7. Companies and Ecosystem Map
| Layer | Leaders | Role |
|---|---|---|
| Foundry | TSMC, GlobalFoundries, Intel Foundry, Tower Semiconductor | Manufacture PIC and EIC, provide PDKs |
| PIC Designer | Broadcom, Intel, Cisco Acacia, Marvell, Ayar Labs | Design silicon photonics circuits |
| Laser (ELS) | Lumentum, Coherent (II-VI), Source Photonics, Furukawa | High-reliability CW lasers |
| Packaging/OSAT | TSMC (CoWoS), ASE, Amkor, SPIL | Interposer assembly, fiber attach |
| System Vendor | Arista, Cisco, Juniper, Nvidia, Celestica (for Meta/Google) | Build switches, own optics now |
The critical shift: value moves from transceiver vendors (Finisar, Innolight) to ASIC vendors and foundries. Hyperscalers like Meta and Google are driving specs directly to Broadcom and TSMC, bypassing traditional optics supply chain.
8. Challenges (Honest)
Reliability
Telcordia GR-468 requires 20-year life. A pluggable fails, you swap it. A CPO engine fails, you replace the entire $40k switch. Laser MTBF is >500k hours at 45°C, but only ~50k at 85°C. Hence ELS must stay cool. Fiber attach epoxy outgassing and hermeticity are unsolved at scale — moisture corrodes the PIC edge couplers.

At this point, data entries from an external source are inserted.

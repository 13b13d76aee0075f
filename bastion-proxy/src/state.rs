//! Shared state handed to every connection worker.

use std::sync::Arc;
use std::time::Duration;

use bastion_admin::SnapshotSource;
use bastion_core::admission::RateLimiter;
use bastion_core::cache::ResponseCache;
use bastion_core::config::{LimitsConfig, ProxyConfig, TimeoutConfig};
use bastion_core::domain::pool::BackendPool;
use bastion_core::domain::routing::RoutingPolicy;
use bastion_core::stats::StatsSnapshot;
use bastion_core::CoreError;
use bastion_filters::RequestFilter;

/// Engine components plus the per-connection settings.
///
/// Each component guards its own mutable state, so the struct itself is shared
/// as a plain `Arc<ProxyState>`.
#[derive(Debug)]
pub struct ProxyState {
    /// Shared with the health prober, which is its only liveness writer.
    pub pool: Arc<BackendPool>,
    pub policy: RoutingPolicy,
    pub limiter: RateLimiter,
    pub cache: ResponseCache,
    pub filter: RequestFilter,
    pub timeouts: TimeoutConfig,
    pub limits: LimitsConfig,
    /// Interval of the maintenance sweep.
    pub sweep_every: Duration,
    /// Idle time after which a rate limit record is dropped.
    pub client_idle_after: Duration,
}

impl ProxyState {
    /// Validate `config` and build every component from it.
    pub fn from_config(config: &ProxyConfig) -> Result<Self, CoreError> {
        config.validate()?;
        let pool = BackendPool::from_config(&config.backends)?;
        let policy = RoutingPolicy::from_config(&config.routes, &pool)?;

        Ok(Self {
            pool: Arc::new(pool),
            policy,
            limiter: RateLimiter::from_config(&config.rate_limit),
            cache: ResponseCache::from_config(&config.cache),
            filter: RequestFilter::new(&config.filters),
            timeouts: config.timeouts.clone(),
            limits: config.limits.clone(),
            sweep_every: config.rate_limit.window(),
            client_idle_after: config.rate_limit.idle_after(),
        })
    }
}

impl SnapshotSource for ProxyState {
    fn snapshot(&self) -> StatsSnapshot {
        StatsSnapshot::capture(&self.pool, &self.policy, &self.limiter, &self.cache)
    }
}
//! Loopback fixtures shared by the proxy tests.

use std::net::SocketAddr;
use std::sync::atomic::{AtomicUsize, Ordering};
use std::sync::Arc;

use bastion_core::config::{BackendConfig, ProxyConfig};
use bastion_core::domain::request;
use tokio::io::{AsyncReadExt, AsyncWriteExt};
use tokio::net::{TcpListener, TcpStream};
use tokio::sync::Mutex;

use crate::server::start_server;
use crate::state::ProxyState;

/// A scripted HTTP backend that answers `"{name} #{n}"` and closes.
pub struct MockBackend {
    pub addr: SocketAddr,
    pub hits: Arc<AtomicUsize>,
    pub last_request: Arc<Mutex<Vec<u8>>>,
}

pub async fn spawn_backend(name: &'static str) -> MockBackend {
    let listener = TcpListener::bind("127.0.0.1:0").await.unwrap();
    let addr = listener.local_addr().unwrap();
    let hits = Arc::new(AtomicUsize::new(0));
    let last_request = Arc::new(Mutex::new(Vec::new()));

    let (h, l) = (hits.clone(), last_request.clone());
    tokio::spawn(async move {
        loop {
            let Ok((mut stream, _)) = listener.accept().await else {
                return;
            };
            let (hits, last_request) = (h.clone(), l.clone());
            tokio::spawn(async move {
                let mut buf = Vec::new();
                let mut chunk = [0u8; 1024];
                loop {
                    match stream.read(&mut chunk).await {
                        Ok(0) | Err(_) => break,
                        Ok(n) => buf.extend_from_slice(&chunk[..n]),
                    }
                    if request::is_complete(&buf) {
                        break;
                    }
                }
                // Health probes and refused attempts never send a request.
                if buf.is_empty() {
                    return;
                }

                let n = hits.fetch_add(1, Ordering::SeqCst) + 1;
                *last_request.lock().await = buf;
                let body = format!("{name} #{n}");
                let response = format!(
                    "HTTP/1.1 200 OK\r\nContent-Type: text/plain\r\nContent-Length: {}\r\nConnection: close\r\n\r\n{body}",
                    body.len()
                );
                let _ = stream.write_all(response.as_bytes()).await;
                let _ = stream.shutdown().await;
            });
        }
    });

    MockBackend {
        addr,
        hits,
        last_request,
    }
}

/// Weight-1 backends, no route rules and a rate limit high enough to stay out of the way.
pub fn test_config(backends: &[SocketAddr]) -> ProxyConfig {
    let mut config = ProxyConfig {
        backends: backends
            .iter()
            .map(|addr| BackendConfig {
                host: addr.ip().to_string(),
                port: addr.port(),
                weight: 1,
            })
            .collect(),
        routes: Vec::new(),
        ..ProxyConfig::default()
    };
    config.rate_limit.max_requests = 100;
    config.timeouts.client_read_ms = 1000;
    config.timeouts.backend_connect_ms = 1000;
    config.timeouts.backend_io_ms = 1000;
    config
}

pub async fn spawn_proxy(config: ProxyConfig) -> (SocketAddr, Arc<ProxyState>) {
    let state = Arc::new(ProxyState::from_config(&config).unwrap());
    let listener = TcpListener::bind("127.0.0.1:0").await.unwrap();
    let addr = listener.local_addr().unwrap();

    let server_state = state.clone();
    tokio::spawn(async move {
        let _ = start_server(listener, server_state, std::future::pending()).await;
    });
    (addr, state)
}

/// Write `raw` and read until the proxy closes the connection.
pub async fn send(proxy: SocketAddr, raw: &str) -> Vec<u8> {
    let mut stream = TcpStream::connect(proxy).await.unwrap();
    stream.write_all(raw.as_bytes()).await.unwrap();
    let mut out = Vec::new();
    let _ = stream.read_to_end(&mut out).await;
    out
}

What makes CPO hard: it solves the electrical problem by turning optics into a packaging, reliability, and serviceability problem. That trade is attractive for AI fabrics, but it is not frictionless.
Serviceability
Data centers are designed for field-replaceable optics. CPO requires "blind-mate" fiber connectors at the back of the rack and whole-switch replacement. Google published that their CPO switch MTBF target is 3× higher than pluggable to compensate. Longer term, this also opens a path to robotic fiber handling and automated patching systems of the kind associated with vendors like Telescent and large manufacturing integrators such as Celestica: once optics move away from hand-swapped front-panel modules, the cable plant itself becomes a candidate for automation.
Thermal crosstalk
A 600W ASIC creates a 20°C gradient across a 70mm package. Silicon ring resonators drift 0.09nm/°C. For 8-channel DWDM with 3.2nm spacing, that's catastrophic. Solutions: MZMs instead of rings (Broadcom), or active heaters burning 2–3W extra (Intel), which partially negates power savings.
Test and yield
You cannot test a PIC at wafer sort with full optical performance. Known-good-die (KGD) for photonics requires expensive optical probing. Then you hybrid-bond it to an EIC — if one fails, you lose both. Combined yield for CPO engine is currently 70–80%, vs >99% for pluggable modules. That drives cost.
Standards
OIF has a CPO implementation agreement for 3.2T (2023) and 6.4T (2024), but no interoperability yet. COBO (Consortium for On-Board Optics) stalled. Every vendor's ELS connector, fiber pitch, and management interface is proprietary. This is like Ethernet in 1982 — it will take 3–5 years to standardize.
9. CPO vs Alternatives
| Metric | Pluggable OSFP | On-Board Optics (OBO) | Near-Packaged (NPO) | Co-Packaged (CPO) |
|---|---|---|---|---|
| Electrical reach | 400mm | 75mm | 30mm | 15mm |
| Power / 800G | 14–16W | 9–11W | 7.5–9W | 5.5–7W |
| Serviceability | Field replaceable | Board replace | Board replace | Switch replace |
| Density | 32 ports/U | 32 ports/U | 48 ports/U | 64 ports/U |
| Maturity | High | Medium | Low | Early prod 2025 |
OBO and NPO are stepping stones. OBO moves optics to mid-board (still 75mm copper). NPO (used by Arista) puts optics on the same substrate but a few cm away. CPO is the end-state for >224G lanes.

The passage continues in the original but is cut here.